Yes, you can put up some damn good numbers, but without THAT dose of tren, where would you be? I hypothesise at my bodyweight, if I hopped on what you’re on and trained for strength I’d be smashing records for my age and weight class within 5 months or so. The amount of drugs you’re using will downregulate you’re AR quite a bit, and to continually progress (if reliant on drugs), you’ll need higher and higher dosages
What do you think you’ll be using in five years from now when you’re career takes off? Do you expect to make it to 30? At the moment, that may be a stretch… if you’re going to use high dosages like this you need to stop being so callous
REGULAR cardiac evaluations, monitoring of glucose, blood lipids, liver and renal function is imperative… if you can catch an issue before it becomes serious (unlike now), you have a far higher chance of getting out alive.
What you’re doing at the moment is “I want to be the best, so before I’ve competed and tried my hand in trying to make a career out of this I’m going to use the highest dose of drugs possible, without thinking about long term implications because yolo and I don’t particularly care if I die tomorrow”. The mentality you’ve acquired on tren has also been somewhat of an unhealthy transformation.

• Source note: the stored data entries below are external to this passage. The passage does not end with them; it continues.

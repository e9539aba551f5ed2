use percent_encoding::{NON_ALPHANUMERIC, utf8_percent_encode};
use serde::Serialize;

use crate::annotate::Segment;
use crate::data::normalize;

const GLOSSARY_PAGE: &str = "/glossary/";

/// Renderable hyperlink for a glossary term.
#[derive(Debug, Clone, PartialEq, Eq, Serialize)]
pub struct LinkDescriptor {
    pub href: String,
    pub text: String,
}

/// Builds the link for `anchor_id`, either within the current page or on the glossary page.
pub fn make_link(anchor_id: &str, display_text: &str, same_document: bool) -> LinkDescriptor {
    let href = if same_document {
        format!("#{anchor_id}")
    } else {
        format!("{GLOSSARY_PAGE}#{anchor_id}")
    };
    LinkDescriptor {
        href,
        text: display_text.to_string(),
    }
}

/// Fragment identifier for a glossary word. Anything but ASCII alphanumerics is percent-encoded.
pub fn anchor_id(word: &str) -> String {
    let normalized = normalize(word);
    utf8_percent_encode(&normalized, NON_ALPHANUMERIC).to_string()
}

pub fn render_markdown(segments: &[Segment]) -> String {
    let mut out = String::new();
    for segment in segments {
        match segment {
            Segment::PlainText(text) => out.push_str(&escape_brackets(text)),
            Segment::GlossaryLink(link) => {
                let descriptor = link.link();
                out.push('[');
                out.push_str(&escape_brackets(&descriptor.text));
                out.push_str("](");
                out.push_str(&descriptor.href);
                out.push(')');
            }
        }
    }
    out
}

fn escape_brackets(input: &str) -> String {
    let mut escaped = String::with_capacity(input.len());
    for ch in input.chars() {
        if matches!(ch, '[' | ']') {
            escaped.push('\\');
        }
        escaped.push(ch);
    }
    escaped
}
#[cfg(feature = "cli")]
mod cli;

#[cfg(feature = "cli")]
fn main() {
    if let Err(err) = cli::run() {
        eprintln!("error: {err}");
        std::process::exit(1);
    }
}

#[cfg(not(feature = "cli"))]
fn main() {
    eprintln!("gallgloss-rs was built without its CLI. Rebuild with `--features cli`.");
}
use std::error::Error;
use std::fmt;
use std::future::{self, Future};
use std::path::{Path, PathBuf};

use crate::data::GlossaryEntry;

/// Failure to load glossary entries from their backing store.
#[derive(Debug)]
pub enum GlossaryError {
    DataAccess(Box<dyn Error + Send + Sync>),
}

impl GlossaryError {
    pub fn data_access(message: impl Into<String>) -> Self {
        let message: String = message.into();
        GlossaryError::DataAccess(message.into())
    }
}

impl fmt::Display for GlossaryError {
    fn fmt(&self, f: &mut fmt::Formatter<'_>) -> fmt::Result {
        match self {
            GlossaryError::DataAccess(err) => write!(f, "glossary data access failed: {err}"),
        }
    }
}

impl Error for GlossaryError {
    fn source(&self) -> Option<&(dyn Error + 'static)> {
        match self {
            GlossaryError::DataAccess(err) => Some(err.as_ref()),
        }
    }
}

impl From<std::io::Error> for GlossaryError {
    fn from(value: std::io::Error) -> Self {
        GlossaryError::DataAccess(Box::new(value))
    }
}

impl From<serde_json::Error> for GlossaryError {
    fn from(value: serde_json::Error) -> Self {
        GlossaryError::DataAccess(Box::new(value))
    }
}

/// Anything that can hand over the full set of glossary entries.
pub trait GlossarySource {
    fn fetch_all(&self) -> impl Future<Output = Result<Vec<GlossaryEntry>, GlossaryError>> + Send;
}

/// Entries already held in memory.
#[derive(Debug, Clone, Default)]
pub struct StaticGlossary {
    entries: Vec<GlossaryEntry>,
}

impl StaticGlossary {
    pub fn new(entries: Vec<GlossaryEntry>) -> Self {
        Self { entries }
    }
}

impl GlossarySource for StaticGlossary {
    fn fetch_all(&self) -> impl Future<Output = Result<Vec<GlossaryEntry>, GlossaryError>> + Send {
        future::ready(Ok(self.entries.clone()))
    }
}

/// A JSON array of entries on disk, re-read on every fetch.
#[derive(Debug, Clone)]
pub struct JsonGlossaryFile {
    path: PathBuf,
}

impl JsonGlossaryFile {
    pub fn new(path: impl Into<PathBuf>) -> Self {
        Self { path: path.into() }
    }

    pub fn path(&self) -> &Path {
        &self.path
    }
}

impl GlossarySource for JsonGlossaryFile {
    fn fetch_all(&self) -> impl Future<Output = Result<Vec<GlossaryEntry>, GlossaryError>> + Send {
        async move {
            let bytes = tokio::fs::read(&self.path).await?;
            let entries: Vec<GlossaryEntry> = serde_json::from_slice(&bytes)?;
            Ok(entries)
        }
    }
}

/// Adapts an async closure into a [`GlossarySource`].
pub struct FnGlossary<F>(F);

pub fn from_fn<F, Fut>(fetch: F) -> FnGlossary<F>
where
    F: Fn() -> Fut,
    Fut: Future<Output = Result<Vec<GlossaryEntry>, GlossaryError>> + Send,
{
    FnGlossary(fetch)
}

impl<F, Fut> GlossarySource for FnGlossary<F>
where
    F: Fn() -> Fut,
    Fut: Future<Output = Result<Vec<GlossaryEntry>, GlossaryError>> + Send,
{
    fn fetch_all(&self) -> impl Future<Output = Result<Vec<GlossaryEntry>, GlossaryError>> + Send {
        (self.0)()
    }
}
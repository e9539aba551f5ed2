use std::error::Error;
use std::io::{self, Read};
use std::path::PathBuf;

use atty::Stream;
use clap::{Parser, Subcommand};
use gallgloss_rs::{
    GlossarySource, JsonGlossaryFile, Segment, link_from_stems, make_link, render_markdown,
    stem_text,
};
use serde_json::json;
use termimad::{FmtText, MadSkin, terminal_size};
use tracing::debug;
use tracing_subscriber::EnvFilter;

#[derive(Parser, Debug)]
#[command(name = "gallgloss-rs", about = "Link glossary terms in free text", version)]
pub struct Cli {
    /// Emit JSON instead of human-readable tables.
    #[arg(long, global = true)]
    json: bool,

    /// Path to a JSON array of glossary entries.
    #[arg(long, global = true, env = "GALLGLOSS_GLOSSARY")]
    glossary: Option<PathBuf>,

    /// Log at debug level.
    #[arg(short, long, global = true)]
    verbose: bool,

    #[command(subcommand)]
    command: Command,
}

#[derive(Subcommand, Debug)]
enum Command {
    /// List glossary entries with their normalized stems.
    Stems,
    /// Split text into plain and glossary-linked segments.
    Annotate {
        /// Text to annotate. Read from stdin when omitted.
        text: Vec<String>,
        /// Link to anchors on the current page instead of the glossary page.
        #[arg(long)]
        same_document: bool,
        /// Print the result as markdown with inline links.
        #[arg(long)]
        markdown: bool,
    },
    /// Show the link that would be built for an anchor.
    Link {
        anchor: String,
        text: String,
        #[arg(long)]
        same_document: bool,
    },
}

pub fn run() -> Result<(), Box<dyn Error>> {
    let cli = Cli::parse();
    init_tracing(cli.verbose);
    let runtime = tokio::runtime::Builder::new_current_thread()
        .enable_all()
        .build()?;
    match cli.command {
        Command::Stems => {
            let source = glossary_source(cli.glossary)?;
            runtime.block_on(handle_stems(&source, cli.json))
        }
        Command::Annotate {
            text,
            same_document,
            markdown,
        } => {
            let source = glossary_source(cli.glossary)?;
            let text = if text.is_empty() {
                read_stdin()?
            } else {
                text.join(" ")
            };
            runtime.block_on(handle_annotate(
                &source,
                &text,
                same_document,
                markdown,
                cli.json,
            ))
        }
        Command::Link {
            anchor,
            text,
            same_document,
        } => handle_link(&anchor, &text, same_document, cli.json),
    }
}

fn init_tracing(verbose: bool) {
    let default = if verbose {
        "gallgloss_rs=debug"
    } else {
        "gallgloss_rs=warn"
    };
    let filter = EnvFilter::try_from_default_env().unwrap_or_else(|_| EnvFilter::new(default));
    tracing_subscriber::fmt()
        .with_env_filter(filter)
        .with_target(false)
        .with_writer(io::stderr)
        .init();
}

fn glossary_source(path: Option<PathBuf>) -> Result<JsonGlossaryFile, Box<dyn Error>> {
    let path = path.ok_or("No glossary given; pass --glossary or set GALLGLOSS_GLOSSARY")?;
    debug!(path = %path.display(), "using glossary file");
    Ok(JsonGlossaryFile::new(path))
}

fn read_stdin() -> Result<String, Box<dyn Error>> {
    let mut buf = String::new();
    io::stdin().read_to_string(&mut buf)?;
    Ok(buf)
}

async fn handle_stems(source: &JsonGlossaryFile, as_json: bool) -> Result<(), Box<dyn Error>> {
    let entries = source.fetch_all().await?;
    let stems = stem_text(&entries);

    if as_json {
        let payload: Vec<_> = stems
            .iter()
            .map(|stem| {
                json!({
                    "id": stem.entry.id,
                    "word": stem.entry.word,
                    "stem": stem.stem,
                    "matchable": stem.is_matchable(),
                })
            })
            .collect();
        println!("{}", serde_json::to_string_pretty(&payload)?);
        return Ok(());
    }

    if stems.is_empty() {
        println!("Glossary is empty.");
        return Ok(());
    }
    let width = stems
        .iter()
        .map(|stem| stem.stem.len())
        .max()
        .unwrap_or(4)
        .max("STEM".len());
    println!("{:<width$}  {}", "STEM", "ID", width = width);
    println!("{:-<width$}  {}", "", "----------", width = width);
    for stem in &stems {
        let label = if stem.is_matchable() {
            stem.stem.as_str()
        } else {
            "<blank>"
        };
        println!("{:<width$}  {}", label, stem.entry.id, width = width);
    }
    Ok(())
}

async fn handle_annotate(
    source: &JsonGlossaryFile,
    text: &str,
    same_document: bool,
    markdown: bool,
    as_json: bool,
) -> Result<(), Box<dyn Error>> {
    let entries = source.fetch_all().await?;
    let stems = stem_text(&entries);
    let segments = link_from_stems(text, same_document)(&stems);

    if as_json {
        println!("{}", segments_to_json(&segments)?);
    } else if markdown {
        render_markdown_block(&render_markdown(&segments));
    } else {
        print_segment_table(&segments);
    }
    Ok(())
}

fn handle_link(
    anchor: &str,
    text: &str,
    same_document: bool,
    as_json: bool,
) -> Result<(), Box<dyn Error>> {
    let link = make_link(anchor, text, same_document);
    if as_json {
        println!("{}", serde_json::to_string_pretty(&link)?);
    } else {
        println!("{} -> {}", link.text, link.href);
    }
    Ok(())
}

fn segments_to_json(segments: &[Segment]) -> serde_json::Result<String> {
    serde_json::to_string_pretty(segments)
}

fn print_segment_table(segments: &[Segment]) {
    if segments.is_empty() {
        println!("Nothing to annotate.");
        return;
    }
    for (idx, segment) in segments.iter().enumerate() {
        match segment {
            Segment::PlainText(text) => println!("{idx:>3}  text  {text:?}"),
            Segment::GlossaryLink(link) => {
                println!(
                    "{idx:>3}  link  {:?} -> {} ({})",
                    link.display_text,
                    link.link().href,
                    snippet(&link.entry.definition, 60)
                );
            }
        }
    }
}

fn snippet(text: &str, max_chars: usize) -> String {
    let trimmed = text.trim();
    if trimmed.chars().count() <= max_chars {
        return trimmed.to_string();
    }
    let mut cut: String = trimmed.chars().take(max_chars).collect();
    cut.push('…');
    cut
}

fn stdout_is_tty() -> bool {
    atty::is(Stream::Stdout)
}

fn markdown_width() -> usize {
    let (width, _) = terminal_size();
    width.max(60) as usize
}

fn render_markdown_block(body: &str) {
    if stdout_is_tty() {
        let skin = MadSkin::default();
        let formatted = FmtText::from(&skin, body, Some(markdown_width()));
        println!("{formatted}");
    } else {
        println!("{body}");
    }
}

It may take someone else to point it out to you… but you’re judgement/decision making at this point appears to be impaired.
The “but I want to compete” rhetoric is no excuse at this point… fine, you want to compete… use drugs, blast heavily even if that’s you’re motto, but the dosages you’re using now and the durations (wanting to cruise long term on a gram of tren… perhaps you’re using 1.5-2 grams now I don’t know) is overkill.
With anabolics as I’ve said before, the first perceivable sign of serious toxicity is unexpected, asymptomatic sudden cardiac death, a healthy lifestyle can only make up for so much, when you’ve got 50x natural male physiology running through you’re veins at all times the notion of longevity is well out the window. You have family, friends, a girlfriend and more… how do you think they’ll feel when you drop at a very young age? Not caring about this at all is a profoundly selfish ideology to have, however if this thought doesn’t phase you then it is what it is I guess.
You can be pissed off with me at this point for bringing these qualms to light, I just felt I had to get it off my chest. I don’t want to see you die, but at this point I don’t think there’s much I can do so I’m bowing out of the situation. If you were using these dosages a few years down the line I wouldn’t have a problem with it… but you’re career in powerlifting hasn’t even started yet
I like you, you seem like a cool dude. But I don’t think you’re realistically comprehending the consequences and sheer level of danger associated with you’re current situation
@Singhbuilder out of curiosity did you use 7-900mg tren before you’re first ever competition?